Records contained in a dataset:
——————

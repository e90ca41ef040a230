use chrono::NaiveDateTime;
use serde::{Deserialize, Serialize};
use sqlx::FromRow;
use std::fmt;
use std::str::FromStr;
use uuid::Uuid;
use validator::Validate;

use crate::error::AppError;
use crate::fields::FieldReader;

#[derive(Debug, Clone, Serialize, Deserialize, FromRow, PartialEq)]
pub struct Category {
    pub id: Uuid,
    pub name: String,
    pub description: Option<String>,
    pub is_active: bool,
    pub created_at: NaiveDateTime,
    pub updated_at: NaiveDateTime,
    pub deleted_at: Option<NaiveDateTime>,
}

#[derive(Debug, Clone, Serialize, Deserialize, FromRow, PartialEq)]
pub struct Genre {
    pub id: Uuid,
    pub name: String,
    pub is_active: bool,
    pub created_at: NaiveDateTime,
    pub updated_at: NaiveDateTime,
    pub deleted_at: Option<NaiveDateTime>,
}

#[derive(Debug, Clone, Copy, Serialize, Deserialize, PartialEq, Eq, sqlx::Type)]
#[sqlx(type_name = "cast_member_type", rename_all = "UPPERCASE")]
#[serde(rename_all = "UPPERCASE")]
pub enum CastMemberType {
    Director,
    Actor,
}

impl FromStr for CastMemberType {
    type Err = String;

    fn from_str(s: &str) -> Result<Self, Self::Err> {
        match s {
            "DIRECTOR" => Ok(CastMemberType::Director),
            "ACTOR" => Ok(CastMemberType::Actor),
            _ => Err(format!("unknown cast member type: {}", s)),
        }
    }
}

#[derive(Debug, Clone, Serialize, Deserialize, FromRow, PartialEq)]
pub struct CastMember {
    pub id: Uuid,
    pub name: String,
    #[sqlx(rename = "type")]
    #[serde(rename = "type")]
    pub member_type: CastMemberType,
    pub created_at: NaiveDateTime,
    pub updated_at: NaiveDateTime,
    pub deleted_at: Option<NaiveDateTime>,
}

/// Age rating of a video.
#[derive(Debug, Clone, Copy, Serialize, Deserialize, PartialEq, Eq, Hash, sqlx::Type)]
#[sqlx(type_name = "video_rating")]
pub enum Rating {
    #[sqlx(rename = "L")]
    #[serde(rename = "L")]
    Free,
    #[sqlx(rename = "10")]
    #[serde(rename = "10")]
    Ten,
    #[sqlx(rename = "12")]
    #[serde(rename = "12")]
    Twelve,
    #[sqlx(rename = "14")]
    #[serde(rename = "14")]
    Fourteen,
    #[sqlx(rename = "16")]
    #[serde(rename = "16")]
    Sixteen,
    #[sqlx(rename = "18")]
    #[serde(rename = "18")]
    Eighteen,
}

impl Rating {
    pub const ALL: [Rating; 6] = [
        Rating::Free,
        Rating::Ten,
        Rating::Twelve,
        Rating::Fourteen,
        Rating::Sixteen,
        Rating::Eighteen,
    ];

    pub fn as_str(&self) -> &'static str {
        match self {
            Rating::Free => "L",
            Rating::Ten => "10",
            Rating::Twelve => "12",
            Rating::Fourteen => "14",
            Rating::Sixteen => "16",
            Rating::Eighteen => "18",
        }
    }
}

impl fmt::Display for Rating {
    fn fmt(&self, f: &mut fmt::Formatter<'_>) -> fmt::Result {
        f.write_str(self.as_str())
    }
}

impl FromStr for Rating {
    type Err = String;

    fn from_str(s: &str) -> Result<Self, Self::Err> {
        Rating::ALL
            .into_iter()
            .find(|rating| rating.as_str() == s)
            .ok_or_else(|| format!("unknown rating: {}", s))
    }
}

#[derive(Debug, Clone, Serialize, Deserialize, FromRow, PartialEq)]
pub struct Video {
    pub id: Uuid,
    pub title: String,
    pub description: String,
    pub year_launched: i32,
    pub opened: bool,
    pub rating: Rating,
    pub duration: i32,
    pub thumb_file: Option<String>,
    pub video_file: Option<String>,
    pub created_at: NaiveDateTime,
    pub updated_at: NaiveDateTime,
    pub deleted_at: Option<NaiveDateTime>,
}

#[derive(Debug, Serialize)]
pub struct GenreResource {
    #[serde(flatten)]
    pub genre: Genre,
    pub categories: Vec<Category>,
}

#[derive(Debug, Serialize)]
pub struct VideoResource {
    #[serde(flatten)]
    pub video: Video,
    pub categories: Vec<Category>,
    pub genres: Vec<Genre>,
}

#[derive(Debug, Clone, Serialize, Validate)]
pub struct CategoryRequest {
    #[validate(length(min = 1, max = 255, message = "The name may not be greater than 255 characters."))]
    pub name: String,
    pub description: Option<String>,
    pub is_active: bool,
}

impl CategoryRequest {
    pub fn from_json(body: serde_json::Value) -> Result<Self, AppError> {
        let mut fields = FieldReader::new(body)?;
        let request = Self {
            name: fields.required_string("name"),
            description: fields.string("description"),
            is_active: fields.boolean("is_active", true),
        };
        fields.finish(request)
    }
}

#[derive(Debug, Clone, Serialize, Validate)]
pub struct GenreRequest {
    #[validate(length(min = 1, max = 255, message = "The name may not be greater than 255 characters."))]
    pub name: String,
    pub is_active: bool,
    #[validate(length(min = 1, message = "The categories_id field is required."))]
    pub categories_id: Vec<Uuid>,
}

impl GenreRequest {
    pub fn from_json(body: serde_json::Value) -> Result<Self, AppError> {
        let mut fields = FieldReader::new(body)?;
        let name = fields.required_string("name");
        let is_active = fields.boolean("is_active", true);
        let categories_id = fields.uuid_list("categories_id");
        if categories_id.is_none() {
            fields.fail("categories_id", "The categories_id field is required.".to_string());
        }
        fields.finish(Self {
            name,
            is_active,
            categories_id: categories_id.unwrap_or_default(),
        })
    }
}

#[derive(Debug, Clone, Serialize, Validate)]
pub struct CastMemberRequest {
    #[validate(length(min = 1, max = 255, message = "The name may not be greater than 255 characters."))]
    pub name: String,
    #[serde(rename = "type")]
    pub member_type: CastMemberType,
}

impl CastMemberRequest {
    pub fn from_json(body: serde_json::Value) -> Result<Self, AppError> {
        let mut fields = FieldReader::new(body)?;
        let name = fields.required_string("name");
        let member_type = fields.required_choice::<CastMemberType>("type");
        fields.finish(Self {
            name,
            // placeholder only reached when "type" already carries an error
            member_type: member_type.unwrap_or(CastMemberType::Actor),
        })
    }
}

#[derive(Debug, Clone, Copy, PartialEq, Eq)]
pub enum WriteMode {
    Create,
    Update,
}

/// Body of a video create/update. On update an omitted association list
/// leaves the stored associations untouched.
#[derive(Debug, Clone, Serialize, Validate)]
pub struct VideoRequest {
    #[validate(length(min = 1, max = 255, message = "The title may not be greater than 255 characters."))]
    pub title: String,
    #[validate(length(min = 1, message = "The description field is required."))]
    pub description: String,
    #[validate(range(min = 1000, max = 9999, message = "The year_launched must be a four-digit year."))]
    pub year_launched: i32,
    pub opened: bool,
    pub rating: Rating,
    #[validate(range(min = 1, message = "The duration must be at least 1."))]
    pub duration: i32,
    #[validate(length(min = 1, message = "The categories_id field is required."))]
    pub categories_id: Option<Vec<Uuid>>,
    #[validate(length(min = 1, message = "The genres_id field is required."))]
    pub genres_id: Option<Vec<Uuid>>,
}

impl VideoRequest {
    /// Both association lists are required on create.
    pub fn from_json(body: serde_json::Value, mode: WriteMode) -> Result<Self, AppError> {
        let mut fields = FieldReader::new(body)?;
        let title = fields.required_string("title");
        let description = fields.required_string("description");
        let year_launched = fields.required_integer("year_launched");
        let opened = fields.boolean("opened", false);
        let rating = fields.required_choice::<Rating>("rating");
        let duration = fields.required_integer("duration");
        let categories_id = fields.uuid_list("categories_id");
        let genres_id = fields.uuid_list("genres_id");

        if mode == WriteMode::Create {
            for (name, list) in [("categories_id", &categories_id), ("genres_id", &genres_id)] {
                if list.is_none() && !fields.has_error(name) {
                    fields.fail(name, format!("The {} field is required.", name));
                }
            }
        }

        fields.finish(Self {
            title,
            description,
            year_launched,
            opened,
            rating: rating.unwrap_or(Rating::Free),
            duration,
            categories_id,
            genres_id,
        })
    }
}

——————

> _Task item_: Return a copy of each line in the entries that contains "enum".

> _Answer box_:
pub enum CastMemberType {
pub enum Rating {
pub enum WriteMode {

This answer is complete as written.